Os datasets incluem faixas de artistas como Lady Gaga, Radiohead, Wu-Tang Clan e Bruce Springsteen, além de material de plataformas como YouTube e Spotify. Embora os arquivos estejam tecnicamente disponíveis na internet, seu uso para treinamento de IA muitas vezes viola termos de serviço. Reisner explica que ferramentas automatizadas são usadas para baixar o áudio, ignorando logins e anúncios, o que pode infringir direitos autorais.
Algumas fontes, como o Free Music Archive, permitem streaming gratuito para uso pessoal, mas exigem licenciamento para fins comerciais. A iniciativa faz parte do projeto AI Watchdog do The Atlantic, que reúne dados sobre músicas, livros e outras mídias empregadas no treinamento de modelos de IA. A ferramenta busca dar transparência a um processo muitas vezes opaco, permitindo que artistas e o público verifiquem quais obras estão sendo usadas sem autorização explícita.
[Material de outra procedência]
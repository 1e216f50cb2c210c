//! UserStore implementation for MongoDB.

use async_trait::async_trait;
use futures::TryStreamExt;
use mongodb::bson::{doc, from_document, to_document, Document};

use crate::core::UserStore;
use crate::error::{ResourceError, StorageError, StorageResult};
use crate::types::id::from_object_id;
use crate::types::{NotificationSettings, User};

use super::backend::USERS;
use super::query::{is_duplicate_key, normalize_id};
use super::MongoBackend;

fn to_user(mut doc: Document) -> StorageResult<User> {
    normalize_id(&mut doc);
    Ok(from_document(doc)?)
}

impl MongoBackend {
    async fn set_user_fields(&self, username: &str, set: Document) -> StorageResult<bool> {
        let result = self
            .collection(USERS)
            .update_one(doc! { "User": username }, doc! { "$set": set })
            .await?;
        Ok(result.matched_count > 0)
    }
}

#[async_trait]
impl UserStore for MongoBackend {
    async fn find_user(&self, username: &str) -> StorageResult<Option<User>> {
        self.collection(USERS)
            .find_one(doc! { "User": username })
            .await?
            .map(to_user)
            .transpose()
    }

    async fn find_user_ci(&self, username: &str) -> StorageResult<Option<User>> {
        let pattern = format!("^{}$", regex::escape(username));
        let doc = self
            .collection(USERS)
            .find_one(doc! { "User": { "$regex": pattern, "$options": "i" } })
            .sort(doc! { "_id": 1 })
            .await?;
        doc.map(to_user).transpose()
    }

    async fn insert_user(&self, user: &User) -> StorageResult<String> {
        let mut doc = to_document(user)?;
        doc.remove("id");

        let result = self.collection(USERS).insert_one(doc).await.map_err(|e| {
            if is_duplicate_key(&e) {
                StorageError::Resource(ResourceError::DuplicateKey {
                    entity: "user",
                    key: user.username.clone(),
                })
            } else {
                e.into()
            }
        })?;

        Ok(match result.inserted_id.as_object_id() {
            Some(oid) => from_object_id(&oid),
            None => result.inserted_id.to_string(),
        })
    }

    async fn update_credential(
        &self,
        username: &str,
        password_hash: &str,
        password_changed: bool,
    ) -> StorageResult<bool> {
        self.set_user_fields(
            username,
            doc! { "Password": password_hash, "password_changed": password_changed },
        )
        .await
    }

    async fn notification_settings(
        &self,
        username: &str,
    ) -> StorageResult<Option<NotificationSettings>> {
        self.collection(USERS)
            .find_one(doc! { "User": username })
            .projection(doc! { "_id": 0, "User": 0, "Password": 0, "login_history": 0 })
            .await?
            .map(|doc| from_document::<NotificationSettings>(doc).map_err(StorageError::from))
            .transpose()
    }

    async fn set_notification_settings(
        &self,
        username: &str,
        settings: &NotificationSettings,
    ) -> StorageResult<bool> {
        self.set_user_fields(username, to_document(settings)?).await
    }

    async fn touch_last_login(&self, username: &str, at: &str, ip: &str) -> StorageResult<bool> {
        self.set_user_fields(username, doc! { "last_login": at, "last_login_ip": ip })
            .await
    }

    async fn list_users(&self) -> StorageResult<Vec<User>> {
        // No collation: binary order, matching the relational adapter.
        let docs: Vec<Document> = self
            .collection(USERS)
            .find(Document::new())
            .sort(doc! { "User": 1 })
            .await?
            .try_collect()
            .await?;
        docs.into_iter().map(to_user).collect()
    }
}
A medida levanta questões sobre direitos autorais na era da IA generativa. Com o crescimento de modelos como o MusicLM do Google e o Stable Audio, a origem e a legalidade dos dados de treinamento tornam-se cada vez mais relevantes. A base de dados do The Atlantic pode servir como instrumento para que criadores e advogados identifiquem possíveis infrações e pressionem por regulamentações mais claras.